Überschwemmungen, Brände, Unwetter – Extremwetterereignisse werden nicht nur immer häufiger, sondern auch immer folgenschwerer. Diese Katastrophen führen uns klar vor Augen, dass jetzt die Zeit zum Handeln ist. Um die Klimakrise in den Griff zu bekommen, müssen wir die richtigen Lösungen finden, um nachhaltig unsere Treibhausgasemissionen zu senken.

Dabei ist der Anstieg an klimaschädlichen Emissionen nur einer der Schatten des Wirtschaftswachstums. Vor allem in den letzten Jahrzehnten wurde uns immer bewusster, wie groß unser Einfluss auf den Planeten ist, und zu welchen Schäden dies führt. Ein kurzfristiges Ende des Wirtschaftswachstums, als möglicher Ausweg, ist jedoch nicht realistisch: Auch in Zukunft werden der Anstieg der globalen Bevölkerung und der weitere Rückgang der Armut für zusätzliches Wachstum sorgen.
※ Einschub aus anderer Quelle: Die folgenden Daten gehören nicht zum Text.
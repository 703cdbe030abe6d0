//! Port for the connectivity check run at session start.

use async_trait::async_trait;

/// Reports whether the backend is reachable right now.
///
/// Consulted once per session; the answer is frozen into a
/// [`crate::domain::NetworkAvailability`] value.
#[cfg_attr(test, mockall::automock)]
#[async_trait]
pub trait NetworkProbe: Send + Sync {
    /// `true` when the backend answered.
    async fn is_network_available(&self) -> bool;
}

/// Fixed answer, for tests and offline tooling.
#[derive(Debug, Clone, Copy, Default)]
pub struct FixtureNetworkProbe(pub bool);

#[async_trait]
impl NetworkProbe for FixtureNetworkProbe {
    async fn is_network_available(&self) -> bool {
        self.0
    }
}
//! Shared helpers for storefront integration tests.
//!
//! Integration tests compile as separate crates, so the store doubles used
//! across them live here.

#![allow(dead_code)]

use std::sync::Arc;
use std::sync::atomic::{AtomicBool, Ordering};

use async_trait::async_trait;
use mockable::DefaultClock;
use serde_json::{Value, json};
use storefront::domain::ports::{
    FixtureCardCipher, FixtureImageUploader, RemoteStore, RemoteStoreError,
};
use storefront::domain::{Collection, CollectionPath, EntityKey, UserId};
use storefront::outbound::InMemoryDocumentStore;
use storefront::{SessionPorts, StorefrontSession};

/// Backend double that can be switched to reject every write.
#[derive(Default)]
pub struct SwitchableRemote {
    pub inner: InMemoryDocumentStore,
    reject_writes: AtomicBool,
}

impl SwitchableRemote {
    pub fn reject_writes(&self, reject: bool) {
        self.reject_writes.store(reject, Ordering::SeqCst);
    }

    fn check_write(&self) -> Result<(), RemoteStoreError> {
        if self.reject_writes.load(Ordering::SeqCst) {
            Err(RemoteStoreError::rejected(503_u16, "backend in maintenance"))
        } else {
            Ok(())
        }
    }
}

#[async_trait]
impl RemoteStore for SwitchableRemote {
    async fn get(
        &self,
        path: &CollectionPath,
        key: &EntityKey,
    ) -> Result<Option<Value>, RemoteStoreError> {
        RemoteStore::get(&self.inner, path, key).await
    }

    async fn get_all(&self, path: &CollectionPath) -> Result<Vec<Value>, RemoteStoreError> {
        RemoteStore::get_all(&self.inner, path).await
    }

    async fn put(
        &self,
        path: &CollectionPath,
        key: &EntityKey,
        document: &Value,
    ) -> Result<(), RemoteStoreError> {
        self.check_write()?;
        RemoteStore::put(&self.inner, path, key, document).await
    }

    async fn delete(
        &self,
        path: &CollectionPath,
        key: &EntityKey,
    ) -> Result<(), RemoteStoreError> {
        self.check_write()?;
        RemoteStore::delete(&self.inner, path, key).await
    }

    async fn clear(&self, path: &CollectionPath) -> Result<(), RemoteStoreError> {
        self.check_write()?;
        RemoteStore::clear(&self.inner, path).await
    }
}

pub type MemorySession<L, R> = StorefrontSession<L, R, FixtureCardCipher, FixtureImageUploader>;

/// Ports around the given stores with fixture cipher, uploader and clock.
pub fn ports<L, R>(
    local: Arc<L>,
    remote: Arc<R>,
) -> SessionPorts<L, R, FixtureCardCipher, FixtureImageUploader> {
    SessionPorts {
        local,
        remote,
        cipher: Arc::new(FixtureCardCipher),
        uploader: Arc::new(FixtureImageUploader::default()),
        clock: Arc::new(DefaultClock),
    }
}

pub fn key(raw: &str) -> EntityKey {
    EntityKey::new(raw).expect("valid key")
}

pub fn user(raw: &str) -> UserId {
    UserId::new(raw).expect("valid user id")
}

/// Path of a collection every user reads.
pub fn shared(collection: Collection) -> CollectionPath {
    CollectionPath::shared(collection).expect("shared collection")
}

/// Path of `user`'s copy of `collection`.
pub fn owned(collection: Collection, user_id: &str) -> CollectionPath {
    CollectionPath::of_user(collection, &user(user_id))
}

pub fn product_document(id: &str, category: &str) -> Value {
    json!({
        "id": id,
        "title": format!("Item {id}"),
        "brand": "Acme",
        "categoryName": category,
        "priceCents": 2_500,
    })
}

/// Remote store seeded with a catalog of `ids`.
pub fn remote_catalog(ids: &[(&str, &str)]) -> InMemoryDocumentStore {
    InMemoryDocumentStore::seeded(
        shared(Collection::Products),
        ids.iter()
            .map(|(id, category)| (key(id), product_document(id, category))),
    )
}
Doch wie können wir dieses Wachstum ermöglichen, ohne unseren Planeten in gleichem Maße zu schädigen? Eine mögliche Antwort hierauf bietet die Kreislaufwirtschaft. Ziel ist es, mit der gleichen Menge an Rohstoffen mehr zu erreichen und eingesetzte Rohstoffe wieder nutzbar zu machen, damit diese nicht verloren gehen. Dies bedeutet konkret, dass bestehende Produkte länger in Benutzung bleiben und wir ein effektives Recycling ermöglichen. Damit werden Ressourcenkreisläufe geschlossen und der globale Ressourcenbedarf verlangsamt. Nur so schaffen wir es, unseren negativen Einfluss auf den Planeten vom Wirtschaftswachstum zu entkoppeln.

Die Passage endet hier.